The Snowden phenomenon highlighted certain government practices. It's not all perfect, but we have made progress on those issues. Legislation has been passed to raise the bar on which departments [Technical difficulty—Editor] for national security purposes. Most importantly, independent oversight bodies have been established and are now in place within the public service and within Parliament. As I mentioned, not everything is perfect, but significant progress has been made.
In recent years, with Facebook, Cambridge Analytica and all the rest, there has been a lot of focus on what some call surveillance capitalism, where companies collect, process and disclose a lot of information about their consumers to provide services, but also to make money, of course. That is where we are at now, which is why it is extremely important that these issues be properly regulated through Bill C‑11 or its successor.
I have to say that recently we are seeing more and more public‑private partnerships. Clearview AI and the RCMP are just one example among many. This leads me to suggest that you think seriously about the relationship between the public sector and the private sector in terms of sharing personal information, and the idea of the same legislation governing both sectors, which we think would be extremely desirable. If two laws are used, it would be best if they had very similar principles, because data has no geographic borders and no boundaries between the public and private sectors. It is important that similar rules govern both sectors.
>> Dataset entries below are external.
//! Alt session management module
//!
//! This module provides the session lifecycle core: the registry that owns
//! every live alt, the macro and reconnect timers, the observer event
//! broadcaster, the control surface, and the loop that drives them.

pub mod broadcaster;
pub mod control_surface;
pub mod handle;
pub mod macro_scheduler;
pub mod reconnect_supervisor;
pub mod registry;
pub mod session_manager;

pub use broadcaster::{EventBroadcaster, ObserverEvent};
pub use control_surface::{ControlCommand, ControlError, ControlSurface, Outcome};
pub use handle::{BehaviorFlags, SessionError, SessionHandle, SessionState};
pub use macro_scheduler::{MacroError, MacroInfo, MacroScheduler};
pub use reconnect_supervisor::{AUTO_RECONNECT_DELAY, ReconnectSupervisor, SETTLE_DELAY};
pub use registry::{SessionRegistry, TimerFired, ToggleAction};
pub use session_manager::{ManagerState, SessionManager, SessionStats};
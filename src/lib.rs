//! AltPool Session Manager Library
//!
//! Manages a pool of automated game-client sessions ("alts"), their
//! reconnect and macro timers, and the event stream that keeps observer
//! consoles in sync with session state.

pub mod cli;
pub mod config;
pub mod game;
pub mod server;
pub mod session;

use anyhow::Result;
use std::path::Path;
use tracing_appender::non_blocking::WorkerGuard;

/// Application result type for consistent error handling
pub type AppResult<T> = Result<T, Box<dyn std::error::Error + Send + Sync>>;

/// Initialize tracing subscriber for logging
///
/// Logs go to stdout and to a daily rolling file next to `log_file_path`.
/// The returned guard flushes the file writer and must be held until exit.
pub fn init_logging(level: &str, log_file_path: &str) -> Result<WorkerGuard> {
    use tracing_subscriber::{layer::SubscriberExt, util::SubscriberInitExt};

    let path = Path::new(log_file_path);
    let directory = path
        .parent()
        .filter(|dir| !dir.as_os_str().is_empty())
        .unwrap_or_else(|| Path::new("."));
    let file_name = path
        .file_name()
        .map(|name| name.to_string_lossy().into_owned())
        .unwrap_or_else(|| "altpool.log".to_string());

    std::fs::create_dir_all(directory)?;
    let file_appender = tracing_appender::rolling::daily(directory, file_name);
    let (file_writer, guard) = tracing_appender::non_blocking(file_appender);

    tracing_subscriber::registry()
        .with(
            tracing_subscriber::EnvFilter::try_from_default_env()
                .unwrap_or_else(|_| format!("altpool={}", level).into()),
        )
        .with(tracing_subscriber::fmt::layer())
        .with(
            tracing_subscriber::fmt::layer()
                .with_ansi(false)
                .with_writer(file_writer),
        )
        .try_init()?;

    Ok(guard)
}
use colored::Colorize;
use std::sync::Arc;
use std::time::Duration;
use altpool::{
    AppResult,
    cli::{Cli, Commands},
    config::Config,
    game::{MockConnector, Simulation},
    init_logging,
    server::ObserverServer,
    session::SessionManager,
};

#[tokio::main]
async fn main() -> AppResult<()> {
    let cli = Cli::parse_args();

    // Load configuration
    let mut config = Config::load_or_default(&cli.config_file);
    if let Some(port) = cli.port {
        config.listen_port = port;
    }

    // Initialize logging
    let _log_guard = init_logging(
        &cli.effective_log_level(&config.log_level),
        &config.log.file_path,
    )?;

    tracing::info!("AltPool session manager starting...");
    tracing::debug!("CLI arguments: {:?}", cli);

    if cli.is_dry_run_mode() {
        println!("{}", "Dry-run mode configuration:".bold());
        println!("Config file: {}", cli.config_file);
        config.display_summary()?;
        return Ok(());
    }

    match cli.command() {
        Commands::Config { action } => {
            Config::handle_command(&cli.config_file, &action)?;
            Ok(())
        }
        Commands::Serve => serve(config).await,
    }
}

async fn serve(config: Config) -> AppResult<()> {
    // No protocol client is linked in; alts run against the simulated client
    let connector = Arc::new(MockConnector::simulated(Simulation {
        spawn_delay: Duration::from_millis(config.simulation.spawn_delay_ms),
        health_interval: Duration::from_millis(config.simulation.health_interval_ms),
    }));

    let mut session_manager = SessionManager::new(&config, connector);
    let server = ObserverServer::bind(("0.0.0.0", config.listen_port)).await?;

    println!(
        "{} on port {}",
        "Server running".green().bold(),
        server.local_addr().port()
    );

    let commands = session_manager.command_sender();
    let broadcaster = session_manager.broadcaster();
    let server_task = tokio::spawn(async move {
        if let Err(e) = server.run(commands, broadcaster).await {
            tracing::error!("Observer server error: {}", e);
        }
    });

    let shutdown = session_manager.shutdown_handle();
    tokio::spawn(async move {
        if tokio::signal::ctrl_c().await.is_ok() {
            tracing::info!("Ctrl-C received");
            let _ = shutdown.send(()).await;
        }
    });

    session_manager.run().await?;
    server_task.abort();

    Ok(())
}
I would add that, to maintain the confidence of the public and consumers, it is essential that [Technical difficulty—Editor] result in penalties that are proportionate to the magnitude of the impact of the privacy breach on privacy. Order powers and consequent fines are therefore crucial. The reason for recommending substantial fines is not to be punitive. Rather, it is to ensure that the consequences for people whose privacy has been breached are proportionate to the consequences for the companies involved, so that, over time, imposing such a regime will result in governments, departments and companies properly protecting the personal information of the public and consumers.